Final answer:
A European-based company should not use market penetration or skimming pricing to preserve margins when the euro strengthens against the dollar. Instead, they should consider hedging against exchange rate risk and optimizing operations.
Step-by-step explanation:
When the euro strengthens relative to the dollar, as it did from July 2001 to November 2007, a European-based global company that exports to the U.S. market faces a challenge. The value of the dollar declines in comparison to the euro, leading to a situation where the revenue generated in dollars translates to fewer euros when converted back to the company's home currency. In the example provided, a French firm incurring €10 million in costs while selling its products in the U.S. for $10 million would suffer a larger loss when the euro strengthens because the conversion back to euros results in less income.

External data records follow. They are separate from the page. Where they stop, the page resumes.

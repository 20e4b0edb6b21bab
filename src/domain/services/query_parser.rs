// Copyright (c) 2025 Kirky.X
//
// Licensed under the MIT License
// See LICENSE file in the project root for full license information.

use serde::Serialize;

use super::stemmer;

/// 英文停用词，与 Sphinx 英文索引一致
pub const STOP_WORDS: &[&str] = &[
    "a", "and", "are", "as", "at", "be", "but", "by", "for", "if", "in", "into", "is", "it",
    "near", "no", "not", "of", "on", "or", "such", "that", "the", "their", "then", "there",
    "these", "they", "this", "to", "was", "will", "with",
];

pub fn is_stop_word(word: &str) -> bool {
    STOP_WORDS.binary_search(&word).is_ok()
}

fn is_word_char(c: char) -> bool {
    c.is_alphanumeric() || c == '_'
}

/// 按非单词字符切分查询，丢弃空片段
pub fn split_query(query: &str) -> impl Iterator<Item = &str> {
    query.split(|c: char| !is_word_char(c)).filter(|s| !s.is_empty())
}

fn push_unique(list: &mut Vec<String>, value: String) {
    if !list.contains(&value) {
        list.push(value);
    }
}

/// 解析后的查询
#[derive(Debug, Clone, Default, PartialEq, Eq, Serialize)]
pub struct ParsedQuery {
    /// 原始查询，连续空白折叠为一个空格
    pub raw: String,
    /// 用于对象名匹配的小写片段，含停用词
    pub object_terms: Vec<String>,
    /// 词干化后的检索词
    pub search_terms: Vec<String>,
    /// 词干化后的排除词（`-word`）
    pub excluded_terms: Vec<String>,
    /// 供前端高亮的小写原词
    pub highlight_terms: Vec<String>,
}

impl ParsedQuery {
    pub fn parse(query: &str) -> Self {
        let raw = query.split_whitespace().collect::<Vec<_>>().join(" ");
        let mut parsed = ParsedQuery {
            raw: raw.clone(),
            ..Default::default()
        };

        for chunk in raw.split_whitespace() {
            let (excluded, body) = match chunk.strip_prefix('-') {
                Some(rest) if !rest.is_empty() => (true, rest),
                _ => (false, chunk),
            };

            for piece in split_query(body) {
                let lower = piece.to_lowercase();
                if !excluded {
                    push_unique(&mut parsed.object_terms, lower.clone());
                }
                if is_stop_word(&lower) || lower.chars().all(|c| c.is_ascii_digit()) {
                    continue;
                }
                let word = stemmer::stem(&lower);
                if excluded {
                    push_unique(&mut parsed.excluded_terms, word);
                } else {
                    push_unique(&mut parsed.search_terms, word);
                    push_unique(&mut parsed.highlight_terms, lower);
                }
            }
        }

        parsed
    }

    /// 既没有对象片段也没有检索词
    pub fn is_empty(&self) -> bool {
        self.object_terms.is_empty() && self.search_terms.is_empty()
    }

    /// 缓存键使用的规范形式；两个查询规范形式相同则结果相同
    pub fn normalized(&self) -> String {
        self.raw.to_lowercase()
    }
}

If the company wants to preserve margins given the stronger euro, it should not adopt a policy of market penetration pricing nor use skimming pricing. Market penetration pricing, which involves setting a low price to attract a larger number of buyers and a larger market share, could exacerbate the losses when the euro is strong. On the other hand, skimming pricing, which sets prices high initially and then lowers them over time, could make the products uncompetitive if the exchange rates are unfavorable.
Instead, the company should explore strategies such as hedging exchange rate risk, increasing operational efficiency, or possibly adjusting their product mix to maintain profitability in the face of changing exchange rates.